In: Statistics and Probability
One of the tree planters on your team is a law student. You've been talking to her (from a safe distance) about how the hypothesis testing process works in psychology and, in particular, about the idea of setting an alpha level to .05 (1 in 20). She is appalled and responds: ``If I made an error one time in twenty there would be so many innocent people in jail it would be a major tragedy. You psychologists need to clean up your act and set your alpha level to something like one in 100,000 or one in a million''. Explain to your law student teammate why what she's suggesting would be a bad idea.
While performing a hypothesis testing, two type of error arise. One is type 1 error and another one is type 2 error . Usually it is desirable to have a test procedure which having minimum probabilities of these errors , that is we want to find such tests whiche minimises type 1 error probability and type 2 error probability simultaneously.but for a sample of fixed size w can't minimise both error probabilities simultaneously .that's why here we just give a bound to the type 1 error probabilities by alpha and then find such a test which is having minimum type 2 error probability.
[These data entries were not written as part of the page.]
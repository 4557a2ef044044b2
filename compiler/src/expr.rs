use crate::rules::Precedence;
use crate::{CompileError, Collaborator, Compiler};
use bytecode::{FunctionKind, OpCode, Value};
use lexer::TokenKind;

impl<'c, 'src, C: Collaborator> Compiler<'c, 'src, C> {
    pub(crate) fn prefix(&mut self, kind: TokenKind, can_assign: bool) -> Result<(), CompileError> {
        match kind {
            TokenKind::LParen => self.grouping(),
            TokenKind::Minus | TokenKind::Not => self.unary(kind),
            TokenKind::Identifier => self.variable(can_assign),
            TokenKind::Number => self.number(),
            TokenKind::String => self.string(),
            TokenKind::Nil => Ok(self.emit_op(OpCode::Nil)),
            TokenKind::True => Ok(self.emit_op(OpCode::True)),
            TokenKind::False => Ok(self.emit_op(OpCode::False)),
            TokenKind::This => self.this_expr(),
            TokenKind::Super => self.super_expr(),
            _ => unreachable!("has_prefix_rule should have rejected {kind:?}"),
        }
    }

    pub(crate) fn infix(&mut self, kind: TokenKind, can_assign: bool) -> Result<(), CompileError> {
        match kind {
            TokenKind::Equal
            | TokenKind::PlusEqual
            | TokenKind::MinusEqual
            | TokenKind::StarEqual
            | TokenKind::SlashEqual
            | TokenKind::AmpEqual
            | TokenKind::CaretEqual
            | TokenKind::PipeEqual => {
                // Reaching here means the left-hand side was *not* a plain
                // identifier/property access (those consume `=` themselves
                // in `variable`/`dot`) — so whatever produced it wasn't a
                // valid assignment target.
                let _ = can_assign;
                self.error_previous("Invalid assignment target.");
                Err(CompileError::InvalidAssignmentTarget)
            }
            TokenKind::And => self.and_(),
            TokenKind::Or => self.or_(),
            TokenKind::LParen => self.call(),
            TokenKind::Dot => self.dot(can_assign),
            _ => self.binary(kind),
        }
    }

    fn number(&mut self) -> Result<(), CompileError> {
        let text: String = self.previous.lexeme.chars().filter(|&c| c != '_').collect();
        let value: f64 = text.parse().expect("scanner only emits well-formed numeric lexemes");
        self.emit_constant(Value::Number(value))?;
        Ok(())
    }

    fn string(&mut self) -> Result<(), CompileError> {
        let raw = self.previous.is_raw_string();
        let body = strip_string_quotes(self.previous.lexeme, raw);
        let content = if raw { body.to_string() } else { unescape(body) };
        let handle = self.collaborator.intern_string(&content);
        self.emit_constant(Value::string(handle))?;
        Ok(())
    }

    fn grouping(&mut self) -> Result<(), CompileError> {
        self.expression()?;
        self.consume(TokenKind::RParen, "Expected ')' after expression.")
    }

    fn unary(&mut self, op_kind: TokenKind) -> Result<(), CompileError> {
        self.parse_precedence(Precedence::Unary)?;
        match op_kind {
            TokenKind::Minus => {
                if !self.try_fold_negate() {
                    self.emit_op(OpCode::Negate);
                }
            }
            TokenKind::Not => {
                if !self.try_fold_not() {
                    self.emit_op(OpCode::Not);
                }
            }
            _ => unreachable!(),
        }
        Ok(())
    }

    fn binary(&mut self, op_kind: TokenKind) -> Result<(), CompileError> {
        let prec = crate::rules::infix_precedence(op_kind);
        self.parse_precedence(prec.next())?;
        match op_kind {
            TokenKind::Plus => self.emit_foldable(OpCode::Add),
            TokenKind::Minus => self.emit_foldable(OpCode::Subtract),
            TokenKind::Star => self.emit_foldable(OpCode::Multiply),
            TokenKind::Slash => self.emit_foldable(OpCode::Divide),
            TokenKind::Percent => self.emit_op(OpCode::Mod),
            TokenKind::StarStar => self.emit_op(OpCode::Pow),
            TokenKind::Amp => self.emit_op(OpCode::BitwiseAnd),
            TokenKind::Caret => self.emit_op(OpCode::BitwiseXor),
            TokenKind::Pipe => self.emit_op(OpCode::BitwiseOr),
            TokenKind::EqualEqual => self.emit_op(OpCode::Equal),
            TokenKind::BangEqual => self.emit_ops(OpCode::Equal, OpCode::Not),
            TokenKind::Greater => self.emit_op(OpCode::Greater),
            TokenKind::GreaterEqual => self.emit_ops(OpCode::Less, OpCode::Not),
            TokenKind::Less => self.emit_op(OpCode::Less),
            TokenKind::LessEqual => self.emit_ops(OpCode::Greater, OpCode::Not),
            _ => unreachable!(),
        }
        Ok(())
    }

    fn emit_foldable(&mut self, op: OpCode) {
        if !self.try_fold_numeric_binary(op) {
            self.emit_op(op);
        }
    }

    fn and_(&mut self) -> Result<(), CompileError> {
        let end_jump = self.emit_jump(OpCode::JumpIfFalse);
        self.emit_op(OpCode::Pop);
        self.parse_precedence(Precedence::And.next())?;
        self.patch_jump(end_jump)
    }

    fn or_(&mut self) -> Result<(), CompileError> {
        let else_jump = self.emit_jump(OpCode::JumpIfFalse);
        let end_jump = self.emit_jump(OpCode::Jump);
        self.patch_jump(else_jump)?;
        self.emit_op(OpCode::Pop);
        self.parse_precedence(Precedence::Or.next())?;
        self.patch_jump(end_jump)
    }

    fn variable(&mut self, can_assign: bool) -> Result<(), CompileError> {
        let name = self.previous.lexeme;
        if can_assign && self.match_token(TokenKind::Equal) {
            self.expression()?;
            self.set_variable(name)?;
        } else if can_assign && compound_assign_op(self.current.kind).is_some() {
            let op = compound_assign_op(self.current.kind).unwrap();
            self.advance();
            self.get_variable(name)?;
            self.expression()?;
            self.emit_foldable(op);
            self.set_variable(name)?;
        } else {
            self.get_variable(name)?;
        }
        Ok(())
    }

    pub(crate) fn call(&mut self) -> Result<(), CompileError> {
        let argc = self.argument_list()?;
        self.emit_op(OpCode::Call);
        self.emit_byte(argc);
        // This grammar has no call-site argument-spread syntax (only
        // parameter-side `...rest`); the ABI's unpack flag is always 0.
        self.emit_byte(0);
        Ok(())
    }

    pub(crate) fn argument_list(&mut self) -> Result<u8, CompileError> {
        let mut count: u16 = 0;
        if !self.check(TokenKind::RParen) {
            loop {
                self.expression()?;
                if count >= 255 {
                    self.error_previous("Too many arguments.");
                    return Err(CompileError::TooManyArguments);
                }
                count += 1;
                if !self.match_token(TokenKind::Comma) {
                    break;
                }
            }
        }
        self.consume(TokenKind::RParen, "Expected ')' after arguments.")?;
        Ok(count as u8)
    }

    fn dot(&mut self, can_assign: bool) -> Result<(), CompileError> {
        self.consume(TokenKind::Identifier, "Expected property name after '.'.")?;
        let name = self.previous.lexeme;
        let idx = self.name_constant(name)?;

        if can_assign && self.match_token(TokenKind::Equal) {
            self.expression()?;
            self.emit_op(OpCode::SetProperty);
            self.emit_byte(idx);
        } else if can_assign && compound_assign_op(self.current.kind).is_some() {
            let op = compound_assign_op(self.current.kind).unwrap();
            self.advance();
            self.emit_op(OpCode::GetPropertyNoPop);
            self.emit_byte(idx);
            self.expression()?;
            self.emit_foldable(op);
            self.emit_op(OpCode::SetProperty);
            self.emit_byte(idx);
        } else if self.match_token(TokenKind::LParen) {
            let argc = self.argument_list()?;
            self.emit_op(OpCode::Invoke);
            self.emit_byte(argc);
            self.emit_byte(idx);
            self.emit_byte(0);
        } else {
            self.emit_op(OpCode::GetProperty);
            self.emit_byte(idx);
        }
        Ok(())
    }

    fn this_expr(&mut self) -> Result<(), CompileError> {
        if !self.in_method() {
            return Err(CompileError::ThisOutsideMethod);
        }
        self.get_variable("this")
    }

    fn super_expr(&mut self) -> Result<(), CompileError> {
        if !self.in_method() {
            return Err(CompileError::SuperOutsideMethod);
        }
        if !self.in_subclass_method() {
            return Err(CompileError::SuperWithoutSuperclass);
        }
        self.consume(TokenKind::Dot, "Expected '.' after 'super'.")?;
        self.consume(TokenKind::Identifier, "Expected superclass method name.")?;
        let name = self.previous.lexeme;
        let idx = self.name_constant(name)?;
        self.get_variable("this")?;
        self.get_variable("super")?;
        if self.match_token(TokenKind::LParen) {
            let argc = self.argument_list()?;
            self.emit_op(OpCode::Super);
            self.emit_byte(argc);
            self.emit_byte(idx);
            self.emit_byte(0);
        } else {
            self.emit_op(OpCode::GetSuper);
            self.emit_byte(idx);
        }
        Ok(())
    }

    fn in_method(&self) -> bool {
        self.frames
            .iter()
            .any(|f| matches!(f.function.borrow().kind, FunctionKind::Method | FunctionKind::Initializer))
    }

    fn in_subclass_method(&self) -> bool {
        self.frames.iter().any(|f| f.classes.iter().any(|c| c.has_superclass))
    }
}

fn compound_assign_op(kind: TokenKind) -> Option<OpCode> {
    Some(match kind {
        TokenKind::PlusEqual => OpCode::Add,
        TokenKind::MinusEqual => OpCode::Subtract,
        TokenKind::StarEqual => OpCode::Multiply,
        TokenKind::SlashEqual => OpCode::Divide,
        TokenKind::AmpEqual => OpCode::BitwiseAnd,
        TokenKind::CaretEqual => OpCode::BitwiseXor,
        TokenKind::PipeEqual => OpCode::BitwiseOr,
        _ => return None,
    })
}

pub(crate) fn strip_string_quotes(lexeme: &str, raw: bool) -> &str {
    let body = if raw { &lexeme[1..] } else { lexeme };
    &body[1..body.len() - 1]
}

pub(crate) fn unescape(body: &str) -> String {
    let mut out = String::with_capacity(body.len());
    let mut chars = body.chars();
    while let Some(c) = chars.next() {
        if c == '\\' {
            match chars.next() {
                Some('n') => out.push('\n'),
                Some('r') => out.push('\r'),
                Some('t') => out.push('\t'),
                Some('\\') => out.push('\\'),
                Some('"') => out.push('"'),
                Some('0') => out.push('\0'),
                Some(other) => out.push(other),
                None => {}
            }
        } else {
            out.push(c);
        }
    }
    out
}

#[cfg(test)]
mod tests {
    use super::*;

    #[test]
    fn unescape_handles_common_sequences() {
        assert_eq!(unescape(r"a\nb\tc"), "a\nb\tc");
    }

    #[test]
    fn strip_string_quotes_handles_raw_and_plain() {
        assert_eq!(strip_string_quotes("\"abc\"", false), "abc");
        assert_eq!(strip_string_quotes("r\"abc\"", true), "abc");
    }
}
Here if we minimise alpha by one by one million then type 1 error probability that is the probability of selecting an innocent one in jail is really minimise as a result type 2 error is maximized which is probability that the original harmful person is set to free.it is not the desired purpose of our testing. Here the type 2 error seems to be more serious than type 1 error that's why we can't really minimise the probability of type 1 error so that the probability of type 2 error get maximize too much .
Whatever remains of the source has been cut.